L’essai d’Antonio Melonio explore les motivations profondes derrière la pression croissante exercée par les gouvernements et les élites économiques pour inciter à la natalité. Il relie cette pression à une stratégie de contrôle social et économique. L’auteur avance que la question de la reproduction est de moins en moins une affaire privée ou morale, et de plus en plus un levier politique utilisé pour stabiliser un système capitaliste en crise, qui dépend structurellement d’une croissance continue, donc d’une population en augmentation.
Le capitalisme, selon lui, repose sur une contradiction : il exige une croissance infinie malgré des ressources finies. Cette dynamique nécessite constamment de nouveaux corps à exploiter. Alors que les taux de natalité baissent dans les pays occidentaux, les pays du Sud continuent de fournir une main-d’œuvre bon marché. Ces migrants, souvent poussés par la misère ou les conflits, prennent les emplois dont les habitants des pays riches ne veulent plus. Cette main-d’œuvre est exploitée dans des conditions précaires, non pas par hasard, mais parce qu’elle est facilement contrôlable.

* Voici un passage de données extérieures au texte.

//! Codec resolver
//!
//! Maps type descriptions to codecs. Lookups of built codecs go straight to a
//! concurrent map. A miss takes the build lock, which is re-entrant so that a
//! record build can resolve its own field types on the same thread; other
//! threads asking for an unbuilt type wait for the lock and then find the
//! finished codec in the cache. Every type is built at most once.

use crate::codec::{Codec, CodecRef};
use crate::context::SerializationContext;
use crate::desc::TypeDesc;
use crate::hex;
use crate::primitives::{check_limit, read_count, write_count, PrimitiveSet};
use crate::stream::{StreamReader, StreamWriter};
use crate::value::{Value, WireType};
use aoproto_config::CodecConfig;
use aoproto_core::{CodecError, LengthPrefix, Result};
use bytes::Bytes;
use dashmap::DashMap;
use parking_lot::ReentrantMutex;
use std::cell::RefCell;
use std::sync::atomic::{AtomicUsize, Ordering};
use std::sync::Arc;
use tracing::{debug, trace};

/// Types currently being built, innermost last
///
/// Each entry records whether it was reached through a list element or a
/// conditional field. A cycle through such an edge can end at run time.
#[derive(Debug, Default)]
struct BuildState {
    stack: Vec<(TypeDesc, bool)>,
}

/// Resolves and caches codecs by type description
pub struct CodecResolver {
    config: CodecConfig,
    primitives: PrimitiveSet,
    cache: DashMap<TypeDesc, CodecRef>,
    build_lock: ReentrantMutex<RefCell<BuildState>>,
    builds: AtomicUsize,
}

À travers un exemple en Autriche, Antonio Melonio montre comment les travailleurs locaux ont été progressivement remplacés par des migrants d’Europe de l’Est, puis de régions plus éloignées. Ce flux n’est pas compatible avec les discours nationalistes de droite, qui promettent des frontières fermées tout en profitant de cette main-d’œuvre bon marché. Ce paradoxe révèle que l’économie impériale ne peut fonctionner sans ces travailleurs invisibles, que l’on tolère, mais que l’on n’intègre jamais vraiment.
Antonio Melonio aborde ensuite une conséquence plus intime de la parentalité : l’effet qu’elle a sur la capacité à résister au système. Avoir des enfants entraîne souvent une acceptation contrainte de l’ordre établi. Il devient plus difficile de contester, de s’engager dans des luttes sociales, ou même de quitter un partenaire violent. La responsabilité parentale pousse à rechercher la stabilité, ce qui mène fréquemment à la conservation de schémas sociaux oppressifs. Ce besoin de stabilité devient un outil implicite de contrôle.
L’auteur critique la manière dont les normes sociales imposent un parcours de vie standardisé : école, mariage, achat immobilier, enfants, retraite, mort. Ce modèle, présenté comme naturel ou désirable, limite en réalité la capacité d’action individuelle. Il évoque le poids de la culpabilité associée à l’échec de ce parcours, notamment lorsqu’on a des enfants. Dans ce cadre, les familles deviennent plus facilement manipulables : elles ont trop à perdre pour résister.
Enfin, Antonio Melonio conclut que la pression à la natalité est moins une question de culture ou de valeurs qu’un besoin structurel du système. Avoir des enfants transforme les individus en rouages plus dociles, plus dépendants, plus facilement gouvernables. Toutefois, il précise qu’il ne s’agit pas de juger ceux qui veulent des enfants : chacun doit vivre selon ses propres désirs. Il s’agit plutôt de souligner l’arrière-plan politique de ce choix souvent présenté comme personnel.